//! Dialer agent binary
//!
//! Dials one campaign's eligible leads through the simulated call service.
//!
//! # Usage
//!
//! ```bash
//! # Ten generated leads, defaults everywhere
//! dialer-agent --always-open
//!
//! # Config file, restartable state and a run summary
//! dialer-agent --config agent.toml --snapshot state.json --summary run.json
//!
//! # Fast demo pacing
//! DIALER_PACING_DELAY_MS=100 RUST_LOG=dialer=debug dialer-agent --always-open
//! ```

use std::path::PathBuf;
use std::sync::Arc;

use anyhow::Result;
use clap::Parser;
use tokio_util::sync::CancellationToken;
use tracing::{info, warn};

use dialer::SystemClock;
use dialer_agent::AgentConfig;

/// Command-line arguments
#[derive(Parser, Debug)]
#[command(author, version, about, long_about = None)]
struct Args {
    /// Path to the agent TOML config
    #[arg(long)]
    config: Option<PathBuf>,

    /// Campaign to dial (overrides campaign_id)
    #[arg(long)]
    campaign: Option<String>,

    /// JSON array of leads for an empty store (overrides leads_path)
    #[arg(long)]
    leads: Option<PathBuf>,

    /// Number of generated leads when no lead file is given
    #[arg(long)]
    demo_leads: Option<usize>,

    /// Store snapshot to load at startup and write on exit
    #[arg(long)]
    snapshot: Option<PathBuf>,

    /// Where to write the JSON run summary
    #[arg(long)]
    summary: Option<PathBuf>,

    /// Shut down after this many seconds
    #[arg(long)]
    max_runtime_secs: Option<u64>,

    /// Pause between calls in milliseconds (overrides dialer.pacing_delay_ms)
    #[arg(long)]
    pacing_ms: Option<u64>,

    /// Permit calls at any hour on any day
    #[arg(long, default_value_t = false)]
    always_open: bool,

    /// Leave the batch paused when a lead turns hot
    #[arg(long, default_value_t = false)]
    hold_on_hot: bool,
}

impl Args {
    fn apply(self, config: &mut AgentConfig) {
        if let Some(campaign) = self.campaign {
            config.campaign_id = campaign;
        }
        if let Some(path) = self.leads {
            config.leads_path = Some(path);
        }
        if let Some(n) = self.demo_leads {
            config.demo_leads = n;
        }
        if let Some(path) = self.snapshot {
            config.snapshot_path = Some(path);
        }
        if let Some(path) = self.summary {
            config.summary_path = Some(path);
        }
        if let Some(secs) = self.max_runtime_secs {
            config.max_runtime_secs = secs;
        }
        if let Some(ms) = self.pacing_ms {
            config.dialer.pacing_delay_ms = ms;
        }
        if self.always_open {
            config.open_all_hours();
        }
        if self.hold_on_hot {
            config.resume_after_hot = false;
        }
    }
}

#[tokio::main]
async fn main() -> Result<()> {
    let args = Args::parse();

    tracing_subscriber::fmt()
        .with_env_filter(
            tracing_subscriber::EnvFilter::try_from_default_env()
                .unwrap_or_else(|_| "info".into()),
        )
        .with_writer(std::io::stderr)
        .init();

    let mut config = AgentConfig::load(args.config.as_deref())?;
    args.apply(&mut config);
    config.validate()?;

    info!(
        campaign_id = %config.campaign_id,
        window = %format!("{}-{}", config.dialer.window.start, config.dialer.window.end),
        pacing_ms = config.dialer.pacing_delay_ms,
        "Dialer agent starting"
    );

    let cancel = CancellationToken::new();
    let on_signal = cancel.clone();
    tokio::spawn(async move {
        match tokio::signal::ctrl_c().await {
            Ok(()) => on_signal.cancel(),
            Err(e) => warn!("Failed to listen for Ctrl-C: {e}"),
        }
    });

    let summary = dialer_agent::run(config, Arc::new(SystemClock), cancel).await?;
    info!(
        job_id = summary.job_id.as_deref().unwrap_or("-"),
        state = ?summary.final_state,
        completed = summary.counters.completed,
        failed = summary.counters.failed,
        high_risk_calls = summary.high_risk_calls.len(),
        "Run finished"
    );
    Ok(())
}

Problem details => Every record, word for word, must be returned.

Written solution =>
//! Dialer agent binary
//!
//! Dials one campaign's eligible leads through the simulated call service.
//!
//! # Usage
//!
//! ```bash
//! # Ten generated leads, defaults everywhere
//! dialer-agent --always-open
//!
//! # Config file, restartable state and a run summary
//! dialer-agent --config agent.toml --snapshot state.json --summary run.json
//!
//! # Fast demo pacing
//! DIALER_PACING_DELAY_MS=100 RUST_LOG=dialer=debug dialer-agent --always-open
//! ```

use std::path::PathBuf;
use std::sync::Arc;

use anyhow::Result;
use clap::Parser;
use tokio_util::sync::CancellationToken;
use tracing::{info, warn};

use dialer::SystemClock;
use dialer_agent::AgentConfig;

/// Command-line arguments
#[derive(Parser, Debug)]
#[command(author, version, about, long_about = None)]
struct Args {
    /// Path to the agent TOML config
    #[arg(long)]
    config: Option<PathBuf>,

    /// Campaign to dial (overrides campaign_id)
    #[arg(long)]
    campaign: Option<String>,

    /// JSON array of leads for an empty store (overrides leads_path)
    #[arg(long)]
    leads: Option<PathBuf>,

    /// Number of generated leads when no lead file is given
    #[arg(long)]
    demo_leads: Option<usize>,

    /// Store snapshot to load at startup and write on exit
    #[arg(long)]
    snapshot: Option<PathBuf>,

    /// Where to write the JSON run summary
    #[arg(long)]
    summary: Option<PathBuf>,

    /// Shut down after this many seconds
    #[arg(long)]
    max_runtime_secs: Option<u64>,

    /// Pause between calls in milliseconds (overrides dialer.pacing_delay_ms)
    #[arg(long)]
    pacing_ms: Option<u64>,

    /// Permit calls at any hour on any day
    #[arg(long, default_value_t = false)]
    always_open: bool,

    /// Leave the batch paused when a lead turns hot
    #[arg(long, default_value_t = false)]
    hold_on_hot: bool,
}

impl Args {
    fn apply(self, config: &mut AgentConfig) {
        if let Some(campaign) = self.campaign {
            config.campaign_id = campaign;
        }
        if let Some(path) = self.leads {
            config.leads_path = Some(path);
        }
        if let Some(n) = self.demo_leads {
            config.demo_leads = n;
        }
        if let Some(path) = self.snapshot {
            config.snapshot_path = Some(path);
        }
        if let Some(path) = self.summary {
            config.summary_path = Some(path);
        }
        if let Some(secs) = self.max_runtime_secs {
            config.max_runtime_secs = secs;
        }
        if let Some(ms) = self.pacing_ms {
            config.dialer.pacing_delay_ms = ms;
        }
        if self.always_open {
            config.open_all_hours();
        }
        if self.hold_on_hot {
            config.resume_after_hot = false;
        }
    }
}

#[tokio::main]
async fn main() -> Result<()> {
    let args = Args::parse();

    tracing_subscriber::fmt()
        .with_env_filter(
            tracing_subscriber::EnvFilter::try_from_default_env()
                .unwrap_or_else(|_| "info".into()),
        )
        .with_writer(std::io::stderr)
        .init();

    let mut config = AgentConfig::load(args.config.as_deref())?;
    args.apply(&mut config);
    config.validate()?;

    info!(
        campaign_id = %config.campaign_id,
        window = %format!("{}-{}", config.dialer.window.start, config.dialer.window.end),
        pacing_ms = config.dialer.pacing_delay_ms,
        "Dialer agent starting"
    );

    let cancel = CancellationToken::new();
    let on_signal = cancel.clone();
    tokio::spawn(async move {
        match tokio::signal::ctrl_c().await {
            Ok(()) => on_signal.cancel(),
            Err(e) => warn!("Failed to listen for Ctrl-C: {e}"),
        }
    });

    let summary = dialer_agent::run(config, Arc::new(SystemClock), cancel).await?;
    info!(
        job_id = summary.job_id.as_deref().unwrap_or("-"),
        state = ?summary.final_state,
        completed = summary.counters.completed,
        failed = summary.counters.failed,
        high_risk_calls = summary.high_risk_calls.len(),
        "Run finished"
    );
    Ok(())
}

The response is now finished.